TASK INSTRUCTIONS
Repeat the entries. Each one must match exactly.

─── DATA FOR THIS EXERCISE ───

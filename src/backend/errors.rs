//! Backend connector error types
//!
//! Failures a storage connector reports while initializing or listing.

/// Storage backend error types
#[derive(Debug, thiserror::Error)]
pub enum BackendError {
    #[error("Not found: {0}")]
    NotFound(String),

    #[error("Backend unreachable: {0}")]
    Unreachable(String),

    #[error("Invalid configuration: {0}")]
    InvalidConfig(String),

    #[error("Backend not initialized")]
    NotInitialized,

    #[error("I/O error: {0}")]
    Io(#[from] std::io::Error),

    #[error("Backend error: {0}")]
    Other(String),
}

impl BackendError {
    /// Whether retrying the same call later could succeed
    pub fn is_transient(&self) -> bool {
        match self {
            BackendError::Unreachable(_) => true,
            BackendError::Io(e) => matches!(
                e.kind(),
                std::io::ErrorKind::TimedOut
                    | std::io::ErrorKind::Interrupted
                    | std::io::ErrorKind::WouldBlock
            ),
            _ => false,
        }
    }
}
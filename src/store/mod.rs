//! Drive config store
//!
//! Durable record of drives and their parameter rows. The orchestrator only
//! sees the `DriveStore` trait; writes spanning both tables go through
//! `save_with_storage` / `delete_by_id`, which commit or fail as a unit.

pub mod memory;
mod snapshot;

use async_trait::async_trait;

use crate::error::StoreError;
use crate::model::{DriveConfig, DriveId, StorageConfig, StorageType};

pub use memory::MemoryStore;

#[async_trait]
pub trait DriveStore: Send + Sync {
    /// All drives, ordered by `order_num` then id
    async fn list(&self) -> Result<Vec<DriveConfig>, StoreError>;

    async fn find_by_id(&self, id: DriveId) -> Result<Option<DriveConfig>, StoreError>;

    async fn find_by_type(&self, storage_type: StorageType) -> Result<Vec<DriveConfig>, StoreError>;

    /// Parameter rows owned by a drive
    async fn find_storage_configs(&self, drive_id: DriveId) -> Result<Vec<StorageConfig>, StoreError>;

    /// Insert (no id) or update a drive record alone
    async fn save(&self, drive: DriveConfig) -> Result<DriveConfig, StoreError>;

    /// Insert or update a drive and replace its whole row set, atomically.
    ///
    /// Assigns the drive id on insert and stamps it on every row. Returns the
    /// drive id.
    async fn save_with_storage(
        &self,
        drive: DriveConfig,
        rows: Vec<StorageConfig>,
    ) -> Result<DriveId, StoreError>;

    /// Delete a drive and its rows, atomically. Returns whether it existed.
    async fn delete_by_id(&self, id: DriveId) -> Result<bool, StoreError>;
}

───

PROBLEM SOLUTION
filename src/backend/errors.rs
//! Backend connector error types
//!
//! Failures a storage connector reports while initializing or listing.

/// Storage backend error types
#[derive(Debug, thiserror::Error)]
pub enum BackendError {
    #[error("Not found: {0}")]
    NotFound(String),

    #[error("Backend unreachable: {0}")]
    Unreachable(String),

    #[error("Invalid configuration: {0}")]
    InvalidConfig(String),

    #[error("Backend not initialized")]
    NotInitialized,

    #[error("I/O error: {0}")]
    Io(#[from] std::io::Error),

    #[error("Backend error: {0}")]
    Other(String),
}

impl BackendError {
    /// Whether retrying the same call later could succeed
    pub fn is_transient(&self) -> bool {
        match self {
            BackendError::Unreachable(_) => true,
            BackendError::Io(e) => matches!(
                e.kind(),
                std::io::ErrorKind::TimedOut
                    | std::io::ErrorKind::Interrupted
                    | std::io::ErrorKind::WouldBlock
            ),
            _ => false,
        }
    }
}
filename src/store/mod.rs
//! Drive config store
//!
//! Durable record of drives and their parameter rows. The orchestrator only
//! sees the `DriveStore` trait; writes spanning both tables go through
//! `save_with_storage` / `delete_by_id`, which commit or fail as a unit.

pub mod memory;
mod snapshot;

use async_trait::async_trait;

use crate::error::StoreError;
use crate::model::{DriveConfig, DriveId, StorageConfig, StorageType};

pub use memory::MemoryStore;

#[async_trait]
pub trait DriveStore: Send + Sync {
    /// All drives, ordered by `order_num` then id
    async fn list(&self) -> Result<Vec<DriveConfig>, StoreError>;

    async fn find_by_id(&self, id: DriveId) -> Result<Option<DriveConfig>, StoreError>;

    async fn find_by_type(&self, storage_type: StorageType) -> Result<Vec<DriveConfig>, StoreError>;

    /// Parameter rows owned by a drive
    async fn find_storage_configs(&self, drive_id: DriveId) -> Result<Vec<StorageConfig>, StoreError>;

    /// Insert (no id) or update a drive record alone
    async fn save(&self, drive: DriveConfig) -> Result<DriveConfig, StoreError>;

    /// Insert or update a drive and replace its whole row set, atomically.
    ///
    /// Assigns the drive id on insert and stamps it on every row. Returns the
    /// drive id.
    async fn save_with_storage(
        &self,
        drive: DriveConfig,
        rows: Vec<StorageConfig>,
    ) -> Result<DriveId, StoreError>;

    /// Delete a drive and its rows, atomically. Returns whether it existed.
    async fn delete_by_id(&self, id: DriveId) -> Result<bool, StoreError>;
}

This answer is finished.